GOD EATER-BURST~縋る神なきこの世で~ 作:A-Gyou
何もかもが憎い。
ソーマの心の闇は深い___
薄暗い部屋。壁には無数の斬撃痕と銃弾痕が穿たれており、スクリーンにも数カ所穴が開いていた。床には拳銃弾の薬莢と空になったマガジンが無造作に打ち捨てられている。

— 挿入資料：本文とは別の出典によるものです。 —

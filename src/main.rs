//! Pollbar CLI - Download Progress Poller
//!
//! Polls a server's progress endpoint and renders it as a terminal progress bar.

use clap::Parser;
use console::style;
use pollbar::config::{CliArgs, PollerConfig};
use pollbar::error::{PollerError, Result};
use pollbar::poller::{ProgressPoller, SessionEnd, SessionOutcome};
use pollbar::progress::{ProgressDisplay, TerminalDisplay};
use std::sync::Arc;
use tracing_subscriber::EnvFilter;

fn main() {
    // Parse CLI arguments
    let args = CliArgs::parse();

    // Initialize logging
    init_logging(&args);

    // Handle result
    match run(&args) {
        Ok(outcome) if outcome.is_success() => {}
        Ok(_) => std::process::exit(1),
        Err(e) => {
            eprintln!("Error: {}", e);
            std::process::exit(1);
        }
    }
}

fn init_logging(args: &CliArgs) {
    let level = match args.verbose {
        0 => "warn",
        1 => "info",
        2 => "debug",
        _ => "trace",
    };
    let filter = EnvFilter::try_from_default_env().unwrap_or_else(|_| EnvFilter::new(level));

    let builder = tracing_subscriber::fmt()
        .with_env_filter(filter)
        .with_target(false)
        .with_writer(std::io::stderr);

    if args.log_json {
        builder.json().init();
    } else {
        builder.init();
    }
}

fn run(args: &CliArgs) -> Result<SessionOutcome> {
    // Build configuration
    let config = PollerConfig::from_cli(args).map_err(PollerError::Config)?;

    if args.verbose > 0 {
        print_config(&config);
    }

    let display: Arc<dyn ProgressDisplay> = if args.quiet {
        Arc::new(TerminalDisplay::disabled())
    } else {
        Arc::new(TerminalDisplay::new())
    };

    let rt = tokio::runtime::Runtime::new()
        .map_err(|e| PollerError::config(format!("Failed to create runtime: {}", e)))?;

    let outcome = rt.block_on(async {
        let poller = ProgressPoller::from_config(config, display)?;
        let wait = poller.trigger()?.wait();
        tokio::pin!(wait);

        let outcome = tokio::select! {
            outcome = &mut wait => outcome,
            _ = tokio::signal::ctrl_c() => {
                poller.cancel_active();
                wait.await
            }
        };
        Ok::<_, PollerError>(outcome)
    })?;

    if !args.quiet {
        print_outcome(&outcome);
    }

    Ok(outcome)
}

fn print_outcome(outcome: &SessionOutcome) {
    match &outcome.end {
        SessionEnd::Completed { progress } => {
            eprintln!(
                "{} Download complete ({:.1}%) after {} polls in {:.1?}",
                style("✓").green().bold(),
                progress.min(100.0),
                outcome.polls,
                outcome.elapsed
            );
        }
        SessionEnd::Failed(e) | SessionEnd::TimedOut(e) => {
            eprintln!("{} {}", style("✗").red().bold(), e);
        }
        SessionEnd::Cancelled | SessionEnd::Superseded => {
            eprintln!("{} Cancelled after {} polls", style("✗").yellow().bold(), outcome.polls);
        }
    }
}

fn print_config(config: &PollerConfig) {
    eprintln!("=== Configuration ===");
    eprintln!("Endpoint:    {}", config.endpoint());
    eprintln!("Interval:    {}", humantime::format_duration(config.interval()));
    eprintln!("Hide delay:  {}", humantime::format_duration(config.hide_delay()));
    eprintln!("Max polls:   {}", config.max_polls.map_or("unlimited".to_string(), |n| n.to_string()));
    eprintln!(
        "Deadline:    {}",
        config
            .deadline()
            .map_or("none".to_string(), |d| humantime::format_duration(d).to_string())
    );
    eprintln!("Width mode:  {:?}", config.width_mode);
    eprintln!();
}
//! Progress reporting module
//!
//! Progress readings, the display seam a poll session drives, and a
//! terminal renderer built on indicatif.

mod display;
mod reading;
mod reporter;

pub use display::*;
pub use reading::*;
pub use reporter::*;
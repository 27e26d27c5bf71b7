//! Performance benchmarks for Pollbar reading formatting
//!
//! Run with: cargo bench

use criterion::{black_box, criterion_group, criterion_main, BenchmarkId, Criterion};
use pollbar::config::WidthMode;
use pollbar::progress::ProgressReading;

fn bench_text(c: &mut Criterion) {
    let mut group = c.benchmark_group("reading_text");

    for value in [0.0, 42.3, 99.95, 150.0].iter() {
        group.bench_with_input(BenchmarkId::from_parameter(value), value, |b, &value| {
            let reading = ProgressReading::new(value);
            b.iter(|| black_box(reading.text()));
        });
    }

    group.finish();
}

fn bench_bar_width(c: &mut Criterion) {
    let reading = ProgressReading::new(42.3);

    c.bench_function("bar_width_raw", |b| {
        b.iter(|| black_box(reading.bar_width(WidthMode::Raw)));
    });

    c.bench_function("bar_width_clamped", |b| {
        b.iter(|| black_box(reading.bar_width(WidthMode::Clamped)));
    });
}

fn bench_decode(c: &mut Criterion) {
    let body = br#"{"progress": 42.3}"#;

    c.bench_function("decode_reading", |b| {
        b.iter(|| {
            let reading: ProgressReading = serde_json::from_slice(black_box(body)).unwrap();
            black_box(reading)
        });
    });
}

criterion_group!(benches, bench_text, bench_bar_width, bench_decode);
criterion_main!(benches);
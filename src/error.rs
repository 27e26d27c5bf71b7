//! Error types for Pollbar
//!
//! This module defines all error types used throughout the poller.
//! Every poll failure is terminal for its session; the variants exist so
//! callers and logs can tell what ended it.

use std::path::PathBuf;
use std::time::Duration;
use thiserror::Error;

/// Main error type for Pollbar operations
#[derive(Error, Debug)]
pub enum PollerError {
    /// Transport-level failure while fetching a reading
    #[error("Request to '{url}' failed: {message}")]
    Request {
        /// Endpoint URL
        url: String,
        /// Transport error description
        message: String,
    },

    /// Progress endpoint answered with a non-success status
    #[error("Progress endpoint '{url}' returned HTTP {status}")]
    Status {
        /// Endpoint URL
        url: String,
        /// HTTP status code
        status: u16,
    },

    /// Response body was not a valid progress reading
    #[error("Malformed progress reading: {0}")]
    Decode(String),

    /// Polling exceeded its attempt budget or deadline
    #[error("Polling timed out after {polls} polls ({elapsed:?})")]
    PollTimeout {
        /// Requests issued before giving up
        polls: u64,
        /// Time since the trigger
        elapsed: Duration,
    },

    /// Session was cancelled before completion
    #[error("Poll session cancelled")]
    Cancelled,

    /// A session is already running and the overlap policy rejects new ones
    #[error("A poll session is already active")]
    SessionActive,

    /// Configuration error
    #[error("Configuration error: {0}")]
    Config(String),

    /// I/O error while reading configuration
    #[error("I/O error at '{path}': {source}")]
    Io {
        /// File being read
        path: PathBuf,
        /// Underlying I/O error
        #[source]
        source: std::io::Error,
    },
}

impl PollerError {
    /// Create a request error
    pub fn request(url: impl Into<String>, message: impl Into<String>) -> Self {
        Self::Request {
            url: url.into(),
            message: message.into(),
        }
    }

    /// Create a status error
    pub fn status(url: impl Into<String>, status: u16) -> Self {
        Self::Status {
            url: url.into(),
            status,
        }
    }

    /// Create a configuration error
    pub fn config(message: impl Into<String>) -> Self {
        Self::Config(message.into())
    }

    /// Create an I/O error with path context
    pub fn io(path: impl Into<PathBuf>, source: std::io::Error) -> Self {
        Self::Io {
            path: path.into(),
            source,
        }
    }

    /// Check if this error came from a single poll (network, status or decode)
    pub fn is_poll_failure(&self) -> bool {
        matches!(
            self,
            Self::Request { .. } | Self::Status { .. } | Self::Decode(_)
        )
    }

    /// Check if this error is a poll timeout
    pub fn is_timeout(&self) -> bool {
        matches!(self, Self::PollTimeout { .. })
    }
}

/// Result type alias for Pollbar operations
pub type Result<T> = std::result::Result<T, PollerError>;

impl From<serde_json::Error> for PollerError {
    fn from(err: serde_json::Error) -> Self {
        PollerError::Decode(err.to_string())
    }
}

/// Extension trait for adding path context to std::io::Result
pub trait IoResultExt<T> {
    /// Add path context to an I/O error
    fn with_path(self, path: impl Into<PathBuf>) -> Result<T>;
}

impl<T> IoResultExt<T> for std::io::Result<T> {
    fn with_path(self, path: impl Into<PathBuf>) -> Result<T> {
        self.map_err(|e| PollerError::io(path, e))
    }
}
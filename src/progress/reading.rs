//! Progress readings as served by the progress endpoint
//!
//! A reading is a single percentage. The producer may report more than
//! 100; the displayed text is capped, the bar width follows [`WidthMode`].

use crate::config::WidthMode;
use serde::{Deserialize, Serialize};

/// Upper bound for the displayed percentage
pub const MAX_PERCENT: f64 = 100.0;

/// One reading from `GET /progress`
#[derive(Debug, Clone, Copy, PartialEq, Serialize, Deserialize)]
pub struct ProgressReading {
    /// Raw percentage, expected in 0..=100
    pub progress: f64,
}

impl ProgressReading {
    /// Create a reading from a raw percentage
    pub fn new(progress: f64) -> Self {
        Self { progress }
    }

    /// Percentage capped at 100. Values below 0 pass through.
    pub fn clamped(&self) -> f64 {
        self.progress.min(MAX_PERCENT)
    }

    /// Display text: clamped value with one decimal digit, e.g. `42.3%`
    pub fn text(&self) -> String {
        format!("{:.1}%", self.clamped())
    }

    /// Bar width string, e.g. `42.3%` or `150%`
    pub fn bar_width(&self, mode: WidthMode) -> String {
        let value = match mode {
            WidthMode::Raw => self.progress,
            WidthMode::Clamped => self.clamped(),
        };
        format_percent(value)
    }

    /// Whether the clamped value has reached 100
    pub fn is_complete(&self) -> bool {
        self.clamped() >= MAX_PERCENT
    }
}

/// Shortest round-trip rendering of a percentage with a `%` suffix
pub fn format_percent(value: f64) -> String {
    // -0.0 renders as "-0" otherwise
    let value = if value == 0.0 { 0.0 } else { value };
    format!("{}%", value)
}

#[cfg(test)]
mod tests {
    use super::*;
    use proptest::prelude::*;

    #[test]
    fn test_text_has_one_decimal() {
        assert_eq!(ProgressReading::new(0.0).text(), "0.0%");
        assert_eq!(ProgressReading::new(42.3).text(), "42.3%");
        assert_eq!(ProgressReading::new(99.96).text(), "100.0%");
        assert_eq!(ProgressReading::new(100.0).text(), "100.0%");
        assert_eq!(ProgressReading::new(150.0).text(), "100.0%");
    }

    #[test]
    fn test_bar_width_modes() {
        let over = ProgressReading::new(150.0);
        assert_eq!(over.bar_width(WidthMode::Raw), "150%");
        assert_eq!(over.bar_width(WidthMode::Clamped), "100%");

        let partial = ProgressReading::new(42.3);
        assert_eq!(partial.bar_width(WidthMode::Raw), "42.3%");
        assert_eq!(ProgressReading::new(0.0).bar_width(WidthMode::Raw), "0%");
        assert_eq!(ProgressReading::new(-0.0).bar_width(WidthMode::Raw), "0%");
    }

    #[test]
    fn test_negative_is_not_clamped() {
        let reading = ProgressReading::new(-5.0);
        assert_eq!(reading.clamped(), -5.0);
        assert_eq!(reading.text(), "-5.0%");
        assert!(!reading.is_complete());
    }

    #[test]
    fn test_completion_threshold() {
        assert!(!ProgressReading::new(99.99).is_complete());
        assert!(ProgressReading::new(100.0).is_complete());
        assert!(ProgressReading::new(250.0).is_complete());
    }

    #[test]
    fn test_deserialize_reading() {
        let reading: ProgressReading = serde_json::from_str(r#"{"progress": 42.3}"#).unwrap();
        assert_eq!(reading.progress, 42.3);

        let integer: ProgressReading = serde_json::from_str(r#"{"progress": 7}"#).unwrap();
        assert_eq!(integer.progress, 7.0);

        assert!(serde_json::from_str::<ProgressReading>(r#"{"done": true}"#).is_err());
        assert!(serde_json::from_str::<ProgressReading>(r#"{"progress": "12"}"#).is_err());
    }

    proptest! {
        #[test]
        fn text_is_clamped_with_one_decimal(p in 0.0f64..1.0e6) {
            let reading = ProgressReading::new(p);
            prop_assert_eq!(reading.text(), format!("{:.1}%", p.min(100.0)));
        }

        #[test]
        fn raw_width_is_unclamped(p in -1.0e6f64..1.0e6) {
            let reading = ProgressReading::new(p);
            let width = reading.bar_width(WidthMode::Raw);
            let number: f64 = width.trim_end_matches('%').parse().unwrap();
            prop_assert_eq!(number, p);
        }
    }
}
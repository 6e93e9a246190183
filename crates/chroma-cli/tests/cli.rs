//! CLI command integration tests.
//! Each test works inside its own temp directory.

use std::path::{Path, PathBuf};

use assert_cmd::Command;
use predicates::prelude::*;
use tempfile::TempDir;

fn chroma_cmd() -> Command {
    #[allow(deprecated)]
    let mut cmd = Command::cargo_bin("chroma").unwrap();
    cmd.env_remove("CHROMA_DB");
    cmd
}

fn write_input(dir: &TempDir, name: &str, json: &str) -> PathBuf {
    let path = dir.path().join(name);
    std::fs::write(&path, json).unwrap();
    path
}

fn read_json(path: &Path) -> serde_json::Value {
    serde_json::from_str(&std::fs::read_to_string(path).unwrap()).unwrap()
}

fn extract_stat_value(output: &str, prefix: &str) -> String {
    output
        .lines()
        .find(|l| l.starts_with(prefix))
        .unwrap_or_else(|| {
            panic!("stat line starting with '{prefix}' not found in output:\n{output}")
        })
        .split_whitespace()
        .last()
        .unwrap()
        .to_string()
}

const TWO_EPOCHS: &str = r#"[
    {"year": 1950, "color": [[0, 0, 0], [0, 0, 0], [255, 255, 255], [200, 30, 30]]},
    {"year": 1960, "color": [[0, 0, 0], [10, 10, 10], [30, 200, 30], [30, 30, 200]]}
]"#;

#[test]
fn run_writes_all_artifacts() {
    let dir = TempDir::new().unwrap();
    let input = write_input(&dir, "colors.json", TWO_EPOCHS);
    let out = dir.path().join("out");

    chroma_cmd()
        .arg("run")
        .arg(&input)
        .arg("--out-dir")
        .arg(&out)
        .assert()
        .success()
        .stdout(predicate::str::contains("novel_colors.json"))
        .stdout(predicate::str::contains("done. epochs=2"));

    let novelty = read_json(&out.join("novel_colors.json"));
    assert_eq!(novelty["epochs"][0]["colors"].as_array().unwrap().len(), 3);
    // (10, 10, 10) shares black's bucket at the default depth
    assert_eq!(novelty["epochs"][1]["colors"].as_array().unwrap().len(), 2);
    assert_eq!(novelty["total_unique_colors"], 5);

    let clusters = read_json(&out.join("clustered_colors.json"));
    assert!(clusters["epoch_clusters"]["1950"].get("4").is_none());
    assert_eq!(clusters["epoch_clusters"]["1960"]["4"]["centroids"].as_array().unwrap().len(), 4);

    let projection = read_json(&out.join("projected_colors.json"));
    assert_eq!(projection["radius"], 100.0);
    assert_eq!(projection["epochs"][1]["colors"].as_array().unwrap().len(), 2);
}

#[test]
fn novelty_to_stdout() {
    let dir = TempDir::new().unwrap();
    let input = write_input(&dir, "colors.json", TWO_EPOCHS);

    let output = chroma_cmd().arg("novelty").arg(&input).output().unwrap();
    assert!(output.status.success());
    let value: serde_json::Value = serde_json::from_slice(&output.stdout).unwrap();
    assert_eq!(value["epochs"][0]["epoch"], 1950);
    assert_eq!(value["quantizer"]["depth"], 4.0);
}

#[test]
fn depth_override_changes_buckets() {
    let dir = TempDir::new().unwrap();
    let input = write_input(&dir, "colors.json", TWO_EPOCHS);
    let out = dir.path().join("novel.json");

    chroma_cmd()
        .args(["novelty", "--depth", "5", "-o"])
        .arg(&out)
        .arg(&input)
        .assert()
        .success();

    let novelty = read_json(&out);
    assert_eq!(novelty["quantizer"]["depth"], 5.0);
    assert_eq!(novelty["epochs"][1]["colors"].as_array().unwrap().len(), 3);
}

#[test]
fn cluster_and_project_single_artifacts() {
    let dir = TempDir::new().unwrap();
    let input = write_input(&dir, "colors.json", TWO_EPOCHS);
    let clusters = dir.path().join("clusters.json");
    let projection = dir.path().join("projection.json");

    chroma_cmd().arg("cluster").arg(&input).arg("-o").arg(&clusters).assert().success();
    chroma_cmd().arg("project").arg(&input).arg("-o").arg(&projection).assert().success();

    assert_eq!(read_json(&clusters)["all_epochs"], serde_json::json!([1950, 1960]));
    let first = &read_json(&projection)["epochs"][0]["colors"][0];
    for field in ["x", "y", "angle", "distance", "h", "s", "l"] {
        assert!(first.get(field).is_some(), "missing {field}");
    }
}

#[test]
fn config_file_is_applied() {
    let dir = TempDir::new().unwrap();
    let input = write_input(&dir, "colors.json", TWO_EPOCHS);
    let config = write_input(
        &dir,
        "chroma.toml",
        "max_colors = 2\n\n[cluster]\nresolutions = [2]\n",
    );
    let out = dir.path().join("clusters.json");

    chroma_cmd()
        .arg("--config")
        .arg(&config)
        .arg("cluster")
        .arg(&input)
        .arg("-o")
        .arg(&out)
        .assert()
        .success();

    let clusters = read_json(&out);
    assert_eq!(clusters["total_unique_colors"], 2);
    assert_eq!(clusters["epoch_clusters"]["1950"]["2"]["counts"].as_array().unwrap().len(), 2);
}

#[test]
fn out_of_order_input_needs_sort_flag() {
    let dir = TempDir::new().unwrap();
    let input = write_input(
        &dir,
        "colors.json",
        r#"[{"year": 2000, "color": [[1, 2, 3]]}, {"year": 1990, "color": [[200, 2, 3]]}]"#,
    );

    chroma_cmd()
        .arg("novelty")
        .arg(&input)
        .assert()
        .failure()
        .stderr(predicate::str::contains("does not come after"));

    chroma_cmd()
        .args(["novelty", "--sort-epochs"])
        .arg(&input)
        .assert()
        .success()
        .stdout(predicate::str::contains("1990"));
}

#[test]
fn malformed_input_fails() {
    let dir = TempDir::new().unwrap();
    let input = write_input(&dir, "bad.json", "{ not json");
    chroma_cmd()
        .arg("run")
        .arg(&input)
        .assert()
        .failure()
        .stderr(predicate::str::contains("failed to parse"));
}

#[test]
fn bad_color_samples_are_skipped_not_fatal() {
    let dir = TempDir::new().unwrap();
    let db = dir.path().join("timeline.db");
    let input = write_input(
        &dir,
        "colors.json",
        r#"[{"year": 1950, "color": [[0, 0, 0], [1, 2], [12.5, 3, 4], [255, 255, 255]]}]"#,
    );

    chroma_cmd()
        .arg("ingest")
        .arg(&input)
        .arg("--db")
        .arg(&db)
        .assert()
        .success()
        .stdout(predicate::str::contains("2 novel, 0 dropped, 2 rejected"));
}

#[test]
fn invalid_depth_rejected() {
    let dir = TempDir::new().unwrap();
    let input = write_input(&dir, "colors.json", TWO_EPOCHS);
    chroma_cmd()
        .args(["novelty", "--depth", "9"])
        .arg(&input)
        .assert()
        .failure()
        .stderr(predicate::str::contains("color depth"));
}

#[test]
fn ingest_incrementally_then_stats_and_export() {
    let dir = TempDir::new().unwrap();
    let db = dir.path().join("timeline.db");
    let first = write_input(
        &dir,
        "first.json",
        r#"[{"year": 1950, "color": [[0, 0, 0], [255, 0, 0]]}]"#,
    );
    let second = write_input(
        &dir,
        "second.json",
        r#"[{"year": 1960, "color": [[255, 0, 0], [0, 0, 255]]}]"#,
    );

    chroma_cmd()
        .arg("ingest")
        .arg(&first)
        .arg("--db")
        .arg(&db)
        .assert()
        .success()
        .stdout(predicate::str::contains("ingested epoch 1950 -> 2 novel"));

    chroma_cmd()
        .arg("ingest")
        .arg(&second)
        .env("CHROMA_DB", &db)
        .assert()
        .success()
        .stdout(predicate::str::contains("1 novel"));

    let output = chroma_cmd().arg("stats").arg("--db").arg(&db).output().unwrap();
    assert!(output.status.success());
    let stdout = String::from_utf8_lossy(&output.stdout);
    assert_eq!(extract_stat_value(&stdout, "epochs:"), "2");
    assert_eq!(extract_stat_value(&stdout, "last_epoch:"), "1960");
    assert_eq!(extract_stat_value(&stdout, "unique_colors:"), "3");
    assert_eq!(extract_stat_value(&stdout, "population:"), "4");

    let out = dir.path().join("export");
    chroma_cmd()
        .arg("export")
        .arg("--db")
        .arg(&db)
        .arg("--out-dir")
        .arg(&out)
        .assert()
        .success();
    let novelty = read_json(&out.join("novel_colors.json"));
    assert_eq!(novelty["epochs"].as_array().unwrap().len(), 2);
}

#[test]
fn ingest_rejects_stale_epochs() {
    let dir = TempDir::new().unwrap();
    let db = dir.path().join("timeline.db");
    let input = write_input(&dir, "colors.json", r#"[{"year": 1950, "color": [[0, 0, 0]]}]"#);

    chroma_cmd().arg("ingest").arg(&input).arg("--db").arg(&db).assert().success();
    chroma_cmd()
        .arg("ingest")
        .arg(&input)
        .arg("--db")
        .arg(&db)
        .assert()
        .failure()
        .stderr(predicate::str::contains("does not come after"));
}

#[test]
fn ingest_rejects_depth_mismatch() {
    let dir = TempDir::new().unwrap();
    let db = dir.path().join("timeline.db");
    let first = write_input(&dir, "first.json", r#"[{"year": 1950, "color": [[0, 0, 0]]}]"#);
    let second = write_input(&dir, "second.json", r#"[{"year": 1960, "color": [[9, 9, 9]]}]"#);

    chroma_cmd().arg("ingest").arg(&first).arg("--db").arg(&db).assert().success();
    chroma_cmd()
        .args(["ingest", "--depth", "6"])
        .arg(&second)
        .arg("--db")
        .arg(&db)
        .assert()
        .failure()
        .stderr(predicate::str::contains("cannot continue"));
}

#[test]
fn stats_json_on_fresh_db() {
    let dir = TempDir::new().unwrap();
    let db = dir.path().join("fresh.db");
    let output = chroma_cmd()
        .args(["stats", "--format", "json", "--db"])
        .arg(&db)
        .output()
        .unwrap();
    assert!(output.status.success());
    let value: serde_json::Value = serde_json::from_slice(&output.stdout).unwrap();
    assert_eq!(value["epochs"], 0);
    assert!(value["last_epoch"].is_null());
}

#[test]
fn store_commands_need_a_database() {
    chroma_cmd()
        .arg("stats")
        .assert()
        .failure()
        .stderr(predicate::str::contains("CHROMA_DB"));
}

#[test]
fn missing_required_args() {
    chroma_cmd().arg("run").assert().failure();
    chroma_cmd().assert().failure();
}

家具らしい物もあるにはあるが、それらは本来の用途を発揮していない。
椅子だろうが、テーブルだろうが、ベッドだろうが。ほとんどの家具には、今まで使ってきた神機のブレードパーツが無造作に放置されていた。
その部屋を一言で表現するなら、荒れている、と言うところに落ち着くだろうか。
そんな薄暗い空間の中で、ガンッ、と人が住む部屋にはあるまじき鈍い音が響いた。
「……クソっ!」
音を響かせた張本人___ソーマはそう吐き捨てながら壁にもたれ床に座り込む。
蹴りつけた壁がへこんでいる。この部屋に新しく刻まれたソーマの感情だ。
彼は、不愉快な気分だった。
何がソーマを不愉快にさせているのか。
それは、イリヤと言う男の存在だ。
思い出せば出すほどに腹が立つ。自分のことをどうとも思っていないと言うあの態度が。
挑発的な、あの喋り方が。
自分と同じ土俵に立とうとするあの男の神経が。
イリヤという男の存在が、ソーマの心をとことん不愉快にさせる。
そもそも、ソーマという青年は“ニンゲン”が嫌いだ。おもむろ憎んでいる、と言っても良い。いつからそう思うようになったのかは覚えていないが。
ソーマの出生はかなり特異なものだ。ある意味で言って試験管ベイビーと呼んでも間違いでは無い。
ソーマは簡単に言えば、彼は両親の愛故に産まれた子供では無い。人類の希望となることを前提に発生させられた、いわば生物兵器として望まれた存在だ。
彼は幼少の頃から、同世代のニンゲンとの関わりが無かった。代わりに、自分に兵器としての強さを求め続けるニンゲンに囲まれて育った。
___お前が人類の希望なのだ
___アラガミを殺すために産まれたのだよ
___君はヒトという種を超越している
___アラガミをこの世から抹殺しろ。それがお前に与えられた運命だ
彼の心などには一切関心を向けずに、周囲はただ力の象徴としての彼を望んだ。
そして、13歳のとき、彼は兵器としての真価を発揮させる。
神機使いになったのだ。
その戦果は、彼の幼少期を囲っていたニンゲン達にとっては、それはもう興奮を抑えきれないほどのものだった。
単独での戦闘能力は並の神機使い10人分に匹敵し、また通常の神機使いとは全く異なるプロセスで産まれた彼は、身体の組成からして普通では無かった。
ただ、普通では無かった。
それだけだったのだ。
いつの日からだろうか。
彼は極東支部の神機使いとして戦果を上げていく最中、周囲から畏怖の目で見られるようになったのは。
いつからだっただろうか。
彼が“死神”と呼ばれ周囲から忌み嫌われるようになったのは。
ソーマは自分のことを力としてしか認識していなかったニンゲンに囲まれて育ってきた。
そして、次にソーマの周囲を囲んでいたのは、彼を“化け物”、“死神”と嫌悪するニンゲン達だった。
思えば、そのときからだったのだろう。
ソーマは、自分自身のことをバケモノだと自称するようになったのは。
そのときからだったのだろう。
バケモノという視点から、ニンゲンを蔑視するようになったのは
___オレはお前等とは違う
___バケモノのオレに関わるな
___オレに近付くな
彼はニンゲンを拒むようになった。
自身のことをバケモノと貶すニンゲンを憎むようになった。自身を取り巻く、全てのニンゲンが憎くて憎くてしかたがなくなった。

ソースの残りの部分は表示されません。